Qui
douterait des bienfaits d'un changement périodique d'air et de lieu
non seulement pour la santé, mais aussi pour la créativité, ce
mouvement continuel de l'âme (motus animi continuus), laquelle, du
moins en ce qui me concerne, exulte dès que je franchis les
frontières de ce pays ?
(Imre
Kertész, Procès-verbal,
in Le
drapeau anglais,
Actes sud, 2005)
Avant
de partir pour Marrakech, où je compte bien exulter en arrivant, je voudrais revenir sur ma portion de
phrase d'hier : notre
langue – qui est notre vraie patrie.
Oui, bien que moi-même il m'arrive parfois de dire avec plaisir que
je suis landais, je pense que ma vraie patrie, c'est la langue, cette
langue que je ne parle sans doute qu'imparfaitement, mais dont je
m'efforce d'améliorer la qualité par la lecture de romans, de
théâtre, de poésie, d'essais divers, de livres étrangers en traduction aussi. Il m'arrive parfois de croire
que je n'ai pas appris à lire : je sais que ma mère s'est
aperçue un beau jour que je savais lire, alors que j'étais encore à
l'école maternelle à Bordeaux. J'allais avoir cinq ans et j'avais
compris le système de décodage. Depuis, j'ai lu tout ce qui me
tombait sous la main : au début, c'était surtout le canard
local, Sud-ouest,
dont je dévorais - entre autres - les pages consacrées au Tour de France fin juin
début juillet. C'était une époque de grande pauvreté, il y avait peu de livres. Nous eûmes pourtant quelques livres adaptés à notre âge,
en particulier une assez belle édition des Contes
de Perrault, que nous connûmes rapidement sur le bout des doigts,
une adaptation du David Copperfield de Dickens également, un Tintin,
Les cigares du pharaon...
peu de livres donc. Mais aussi les magazines féminins de ma mère et
de ma grand-mère ou de ma tante chez qui j'allais en vacances.
illustration de Gustave Doré pour Le petit Poucet
(ça ne nous faisait pas peur)
(ça ne nous faisait pas peur)
J'ai
découvert les plaisirs de la littérature au lycée, à partir de la
classe de 5ème, quand je me liai d'amitié avec Alain P. Âgé
d'un an de plus que moi, il était très grand lecteur, ayant eu une
enfance solitaire et il m'initia au roman.
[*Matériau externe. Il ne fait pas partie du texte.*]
#[cfg(test)]
mod tests {
    use super::*;
    use crate::codec::AudioFrame;
    use crate::persona::{PersonaConfig, Voice};
    use crate::playback::SegmentId;

    struct NullSink;

    impl OutputSink for NullSink {
        fn clock_now(&self) -> f64 {
            0.0
        }
        fn schedule(&mut self, _frame: AudioFrame, _start_at: f64) -> SegmentId {
            SegmentId(0)
        }
        fn halt(&mut self, _id: SegmentId) {}
        fn drain_finished(&mut self) -> Vec<SegmentId> {
            Vec::new()
        }
    }

    fn controller_with_events() -> (
        LiveSessionController,
        tokio::sync::mpsc::UnboundedReceiver<SessionEvent>,
    ) {
        let (tx, rx) = tokio::sync::mpsc::unbounded_channel();
        let persona = PersonaConfig::for_voice(Voice::Kore, None);
        let controller = LiveSessionController::new(persona, NullSink, Arc::new(tx));
        (controller, rx)
    }

    #[tokio::test]
    async fn test_start_requires_api_key() {
        let (mut controller, _rx) = controller_with_events();
        assert!(matches!(
            controller.start(""),
            Err(LiveError::MissingApiKey)
        ));
        assert_eq!(controller.state(), SessionState::Idle);
    }

    #[tokio::test]
    async fn test_close_before_start_is_safe_and_terminal() {
        let (mut controller, mut rx) = controller_with_events();
        controller.close().await;

        assert_eq!(controller.state(), SessionState::Closed);
        assert_eq!(rx.try_recv().unwrap(), SessionEvent::Closed);

        // Closed controllers cannot be restarted
        assert!(matches!(controller.start("key"), Err(LiveError::Closed)));

        // Closing again is a no-op, no duplicate event
        controller.close().await;
        assert!(rx.try_recv().is_err());
    }

    #[tokio::test]
    async fn test_start_twice_is_rejected() {
        let (tx, _rx) = tokio::sync::mpsc::unbounded_channel();
        let persona = PersonaConfig::for_voice(Voice::Kore, None);
        let mut controller = LiveSessionController::new(persona, NullSink, Arc::new(tx))
            .with_endpoint("ws://127.0.0.1:9");

        controller.start("key").unwrap();
        // The routing task has not run yet on this single-threaded runtime,
        // so the controller is still Connecting.
        assert!(matches!(
            controller.start("key"),
            Err(LiveError::AlreadyStarted)
        ));
        controller.close().await;
    }

    #[tokio::test]
    async fn test_connection_failure_emits_error_then_closed() {
        let (tx, mut rx) = tokio::sync::mpsc::unbounded_channel();
        let persona = PersonaConfig::for_voice(Voice::Kore, None);
        // Nothing listens on this port; the connect fails fast.
        let mut controller = LiveSessionController::new(persona, NullSink, Arc::new(tx))
            .with_endpoint("ws://127.0.0.1:9");

        controller.start("key").unwrap();

        let event = tokio::time::timeout(Duration::from_secs(15), rx.recv())
            .await
            .expect("no event before timeout")
            .unwrap();
        assert!(matches!(event, SessionEvent::Error(_)));
        assert_eq!(rx.recv().await.unwrap(), SessionEvent::Closed);
        assert_eq!(controller.state(), SessionState::Closed);
    }

    #[tokio::test]
    async fn test_stop_microphone_when_idle_is_a_no_op() {
        let (controller, _rx) = controller_with_events();
        controller.stop_microphone();
        controller.stop_playback();
    }

    #[tokio::test]
    async fn test_microphone_is_never_double_acquired() {
        let (controller, _rx) = controller_with_events();
        *controller.microphone.lock().unwrap() = Some(MicrophoneCapture::dummy());

        assert!(matches!(
            controller.start_microphone(None),
            Err(LiveError::Capture(CaptureError::AlreadyRunning))
        ));

        // Releasing the device makes the slot available again
        controller.stop_microphone();
        assert!(controller.microphone.lock().unwrap().is_none());
    }

    #[test]
    fn test_route_drops_malformed_payloads() {
        let (tx, mut rx) = tokio::sync::mpsc::unbounded_channel();
        let events: Arc<dyn EventSink> = Arc::new(tx);
        let mut accumulator = TranscriptAccumulator::new();
        let mut scheduler = PlaybackScheduler::new(Box::new(NullSink) as BoxedSink);

        route_server_text("not json at all", &mut accumulator, &mut scheduler, &events).unwrap();
        route_server_text("{\"unknown\": 1}", &mut accumulator, &mut scheduler, &events).unwrap();

        assert!(rx.try_recv().is_err());
        assert!(accumulator.is_empty());
    }

    #[test]
    fn test_route_flushes_user_before_model_on_turn_complete() {
        let (tx, mut rx) = tokio::sync::mpsc::unbounded_channel();
        let events: Arc<dyn EventSink> = Arc::new(tx);
        let mut accumulator = TranscriptAccumulator::new();
        let mut scheduler = PlaybackScheduler::new(Box::new(NullSink) as BoxedSink);

        let frames = [
            r#"{"serverContent": {"inputTranscription": {"text": "oi"}}}"#,
            r#"{"serverContent": {"outputTranscription": {"text": "olá"}}}"#,
            r#"{"serverContent": {"turnComplete": true}}"#,
        ];
        for frame in frames {
            route_server_text(frame, &mut accumulator, &mut scheduler, &events).unwrap();
        }

        assert_eq!(
            rx.try_recv().unwrap(),
            SessionEvent::UserFinishedSpeaking("oi".to_string())
        );
        assert_eq!(
            rx.try_recv().unwrap(),
            SessionEvent::ModelFinishedSpeaking("olá".to_string())
        );
        assert_eq!(rx.try_recv().unwrap(), SessionEvent::TurnComplete);
        assert!(rx.try_recv().is_err());
    }

    #[test]
    fn test_route_server_error_is_fatal() {
        let (tx, _rx) = tokio::sync::mpsc::unbounded_channel();
        let events: Arc<dyn EventSink> = Arc::new(tx);
        let mut accumulator = TranscriptAccumulator::new();
        let mut scheduler = PlaybackScheduler::new(Box::new(NullSink) as BoxedSink);

        let result = route_server_text(
            r#"{"error": {"code": 401, "message": "expired key"}}"#,
            &mut accumulator,
            &mut scheduler,
            &events,
        );
        assert_eq!(result.unwrap_err(), "expired key");
    }
}
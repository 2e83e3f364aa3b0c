//! Transcript accumulation for the live session
//!
//! The connection streams incremental transcript fragments for both speaker
//! directions while a turn is in flight. Fragments are appended per direction
//! and only surfaced as whole, turn-bounded strings when the server signals
//! the turn is complete. A partially accumulated transcript is never handed
//! to a consumer.

/// Transcripts flushed at a turn boundary
///
/// `user` flushes before `model`: consumers that log both in order preserve
/// the causal question-then-answer ordering of the conversation.
#[derive(Debug, Clone, PartialEq, Eq, Default)]
pub struct TurnTranscripts {
    /// What the user said this turn, if anything was transcribed
    pub user: Option<String>,
    /// What the model said this turn, if anything was transcribed
    pub model: Option<String>,
}

/// Accumulates transcript fragments per speaker direction
///
/// One buffer per direction. Both are append-only within a turn and cleared
/// exactly when [`TranscriptAccumulator::take_turn`] hands their contents out.
#[derive(Debug, Clone, Default)]
pub struct TranscriptAccumulator {
    /// Outbound direction: the user's speech, transcribed by the server
    outbound: String,
    /// Inbound direction: the model's spoken reply
    inbound: String,
}

impl TranscriptAccumulator {
    /// Create a new accumulator with both buffers empty
    pub fn new() -> Self {
        Self::default()
    }

    /// Append a fragment of the user's transcribed speech
    pub fn append_outbound(&mut self, fragment: &str) {
        self.outbound.push_str(fragment);
    }

    /// Append a fragment of the model's transcribed speech
    pub fn append_inbound(&mut self, fragment: &str) {
        self.inbound.push_str(fragment);
    }

    /// Flush both buffers at a turn boundary
    ///
    /// An empty buffer yields `None` so consumers never record spurious
    /// empty messages. Both buffers are reset for the next turn.
    pub fn take_turn(&mut self) -> TurnTranscripts {
        let user = match std::mem::take(&mut self.outbound) {
            s if s.is_empty() => None,
            s => Some(s),
        };
        let model = match std::mem::take(&mut self.inbound) {
            s if s.is_empty() => None,
            s => Some(s),
        };
        TurnTranscripts { user, model }
    }

    /// True when neither direction has accumulated any text
    pub fn is_empty(&self) -> bool {
        self.outbound.is_empty() && self.inbound.is_empty()
    }
}
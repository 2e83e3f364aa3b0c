//! Screen frame source backed by xcap
//!
//! Captures the primary monitor on demand. Monitor enumeration happens per
//! frame so plugging or unplugging displays mid-session needs no special
//! handling.

use image::RgbaImage;
use xcap::Monitor;

use super::vision::FrameSource;

/// Captures still frames of the primary monitor
#[derive(Debug, Default)]
pub struct ScreenSource;

impl ScreenSource {
    pub fn new() -> Self {
        Self
    }
}

impl FrameSource for ScreenSource {
    fn latest_frame(&self) -> Option<RgbaImage> {
        let monitors = match Monitor::all() {
            Ok(monitors) => monitors,
            Err(e) => {
                log::warn!("Monitor enumeration failed: {:?}", e);
                return None;
            }
        };

        let monitor = monitors
            .iter()
            .find(|m| m.is_primary().unwrap_or(false))
            .or_else(|| monitors.first())?;

        match monitor.capture_image() {
            Ok(image) => Some(image),
            Err(e) => {
                log::warn!("Screen capture failed: {:?}", e);
                None
            }
        }
    }
}
//! Screen frame sampling for the live connection
//!
//! While a screen stream is shared, one still frame per second is scaled to
//! a fixed width, JPEG-compressed and forwarded to the session as an image
//! payload. Ticks with no active stream are skipped, never queued. The first
//! tick is gated on connection readiness so no frame is produced before the
//! session can accept it.

use std::sync::Arc;
use std::time::Duration;

use image::codecs::jpeg::JpegEncoder;
use image::{imageops, ImageEncoder, RgbaImage};
use tokio::sync::{mpsc, watch};
use tokio_util::sync::CancellationToken;

use crate::session::ClientMessage;

/// Interval between sampled frames
pub const VISION_FRAME_INTERVAL: Duration = Duration::from_secs(1);

/// Frames are scaled to this width; height preserves the aspect ratio
pub const VISION_FRAME_WIDTH: u32 = 640;

/// JPEG quality for forwarded frames
pub const VISION_JPEG_QUALITY: u8 = 60;

/// Provider of the most recent frame from a shared screen stream
///
/// `latest_frame` returns `None` while no stream is active; the sampler
/// skips those ticks. Implementations may block briefly (the sampler calls
/// from a blocking context).
pub trait FrameSource: Send + Sync + 'static {
    fn latest_frame(&self) -> Option<RgbaImage>;
}

/// Owned handle to the running frame sampler
///
/// Stopping cancels the timer task exactly once; stopping again (or
/// dropping after stop) is a no-op.
pub struct VisionCapture {
    cancel: Option<CancellationToken>,
}

impl VisionCapture {
    /// Start the sampling timer
    ///
    /// The task waits for `ready` to turn true before the first tick, then
    /// samples `source` once per [`VISION_FRAME_INTERVAL`] and forwards each
    /// encoded frame to `outbound`.
    pub fn start(
        source: Arc<dyn FrameSource>,
        outbound: mpsc::Sender<ClientMessage>,
        mut ready: watch::Receiver<bool>,
    ) -> Self {
        let cancel = CancellationToken::new();
        let task_cancel = cancel.clone();

        tokio::spawn(async move {
            // Connection readiness gates the first tick.
            tokio::select! {
                _ = task_cancel.cancelled() => return,
                result = ready.wait_for(|ready| *ready) => {
                    if result.is_err() {
                        // Session wound down before ever becoming ready.
                        return;
                    }
                }
            }

            let mut interval = tokio::time::interval(VISION_FRAME_INTERVAL);
            interval.set_missed_tick_behavior(tokio::time::MissedTickBehavior::Delay);
            let mut frames_sent: u64 = 0;

            loop {
                tokio::select! {
                    _ = task_cancel.cancelled() => break,
                    _ = interval.tick() => {
                        let source = Arc::clone(&source);
                        let encoded = tokio::task::spawn_blocking(move || {
                            source.latest_frame().and_then(|frame| encode_frame(&frame))
                        })
                        .await
                        .unwrap_or(None);

                        let Some(jpeg) = encoded else { continue };

                        match outbound.try_send(ClientMessage::image_chunk(&jpeg)) {
                            Ok(()) => {}
                            Err(mpsc::error::TrySendError::Full(_)) => {
                                log::warn!("Session outbound queue full, dropping vision frame");
                                continue;
                            }
                            Err(mpsc::error::TrySendError::Closed(_)) => {
                                log::info!("Session gone, stopping vision sampler");
                                break;
                            }
                        }

                        frames_sent += 1;
                        if frames_sent % 60 == 0 {
                            log::debug!("Vision: {} frames forwarded", frames_sent);
                        }
                    }
                }
            }
            log::info!("Vision sampler stopped after {} frames", frames_sent);
        });

        Self {
            cancel: Some(cancel),
        }
    }

    /// Cancel the timer task. Safe to call more than once.
    pub fn stop(&mut self) {
        if let Some(cancel) = self.cancel.take() {
            cancel.cancel();
        }
    }

    /// True until the sampler has been stopped
    pub fn is_running(&self) -> bool {
        self.cancel.is_some()
    }
}

impl Drop for VisionCapture {
    fn drop(&mut self) {
        self.stop();
    }
}

/// Scale a frame to the wire width and compress it to JPEG
fn encode_frame(frame: &RgbaImage) -> Option<Vec<u8>> {
    let (width, height) = frame.dimensions();
    if width == 0 || height == 0 {
        return None;
    }

    let target_height = ((height as u64 * VISION_FRAME_WIDTH as u64) / width as u64).max(1) as u32;
    let scaled = imageops::resize(
        frame,
        VISION_FRAME_WIDTH,
        target_height,
        imageops::FilterType::Triangle,
    );

    let rgb_data: Vec<u8> = scaled
        .as_raw()
        .chunks_exact(4)
        .flat_map(|px| &px[..3])
        .copied()
        .collect();

    let mut jpeg_bytes = Vec::new();
    match JpegEncoder::new_with_quality(&mut jpeg_bytes, VISION_JPEG_QUALITY).write_image(
        &rgb_data,
        VISION_FRAME_WIDTH,
        target_height,
        image::ExtendedColorType::Rgb8,
    ) {
        Ok(()) => Some(jpeg_bytes),
        Err(e) => {
            log::warn!("JPEG encode error: {}", e);
            None
        }
    }
}

#[cfg(test)]
mod tests {
    use super::*;

    fn solid_frame(width: u32, height: u32) -> RgbaImage {
        RgbaImage::from_pixel(width, height, image::Rgba([120, 30, 200, 255]))
    }

    #[test]
    fn test_encode_scales_to_wire_width() {
        let jpeg = encode_frame(&solid_frame(1280, 720)).unwrap();
        let decoded = image::load_from_memory(&jpeg).unwrap();

        assert_eq!(decoded.width(), VISION_FRAME_WIDTH);
        assert_eq!(decoded.height(), 360);
    }

    #[test]
    fn test_encode_preserves_aspect_for_portrait_frames() {
        let jpeg = encode_frame(&solid_frame(400, 800)).unwrap();
        let decoded = image::load_from_memory(&jpeg).unwrap();

        assert_eq!(decoded.width(), VISION_FRAME_WIDTH);
        assert_eq!(decoded.height(), 1280);
    }

    #[test]
    fn test_encode_rejects_empty_frame() {
        let empty = RgbaImage::new(0, 0);
        assert!(encode_frame(&empty).is_none());
    }

    #[tokio::test]
    async fn test_ticks_without_frames_are_skipped() {
        struct NoFrames;
        impl FrameSource for NoFrames {
            fn latest_frame(&self) -> Option<RgbaImage> {
                None
            }
        }

        let (outbound_tx, mut outbound_rx) = mpsc::channel(8);
        let (ready_tx, ready_rx) = watch::channel(true);

        let mut capture = VisionCapture::start(Arc::new(NoFrames), outbound_tx, ready_rx);

        // Long enough for the immediate first tick to fire
        tokio::time::sleep(Duration::from_millis(50)).await;
        assert!(outbound_rx.try_recv().is_err());

        capture.stop();
        drop(ready_tx);
    }

    #[tokio::test]
    async fn test_stop_twice_is_a_no_op() {
        struct NoFrames;
        impl FrameSource for NoFrames {
            fn latest_frame(&self) -> Option<RgbaImage> {
                None
            }
        }

        let (outbound_tx, _outbound_rx) = mpsc::channel(8);
        let (_ready_tx, ready_rx) = watch::channel(false);

        let mut capture = VisionCapture::start(Arc::new(NoFrames), outbound_tx, ready_rx);
        assert!(capture.is_running());

        capture.stop();
        assert!(!capture.is_running());
        capture.stop();
    }
}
À vrai dire, j'appréciais depuis l'école
primaire la poésie et les fameuses récitations. Je découvris avec
ravissement au lycée le théâtre classique – et sans doute très
anormal parmi mes condisciples – je ne me contentais pas de lire les seules scènes à
étudier, mais les pièces entières de notre trio vedette,
Corneille, Molière et Racine, qui devaient, surtout le troisième,
en barber plus d'un parmi les élèves, mais qui me fascinaient. Et si je lis toujours les
trois, j'ai gardé un faible pour Molière qui a élevé la langue
française à un très haut niveau : quand j'ai commencé à
gagner ma vie, je n'ai eu de cesse d'aller voir leurs pièces au
théâtre. De Racine, j'ai vu sur scène Andromaque,
Bérénice,
Britannicus,
de Corneille (qu'on joue très peu) Le
Cid
et de Molière, L'avare,
Tartuffe,
Le
misanthrope,
Dom
Juan,
L'école
des femmes,
Le
malade imaginaire,
et Les
femmes savantes.
J'ai relu ces pièces chaque fois avant d'aller les voir. Je les ai
vues aussi à la télévision ou en dvd (je me suis offert le coffret
Molière de la Comédie française l'an passé). Je baigne dans cette
langue classique et dans ces alexandrins comme un poisson dans l'eau :
c'est dire si je suis anormal !
Quand
j'ai connu Claire – et ce fut exactement pour moi comme pour Marc
Bernard : "J'ignorais
bien entendu que ce fût elle,
mais quelque chose en moi le savait ; c'est pourquoi je
l'observais avec tant d'intérêt, de curiosité, comme si je
pressentais qu'elle recelait ce qu'aucune femme ne m'avait encore
donné"
(La
mort de la bien aimée,
Gallimard, 1972) – nous n'eûmes de cesse d'aller au théâtre très
souvent dans les divers lieux où nous avons vécu : Auch,
Basse-Terre, Amiens, Poitiers, ou lors de nos déplacements (Paris,
Toulouse, en particulier). Et cette commune passion, en particulier
pour Molière, au génie si français, constituait notre
« patrie ». Je n'ai d'ailleurs jamais compris pourquoi la
majorité de nos concitoyens ne relisent plus ces grands auteurs
quand ils quittent le milieu scolaire. Je ne les ai pour ma part jamais
quittés, et ils me l'ont bien rendu : ils ne m'ont pas quitté !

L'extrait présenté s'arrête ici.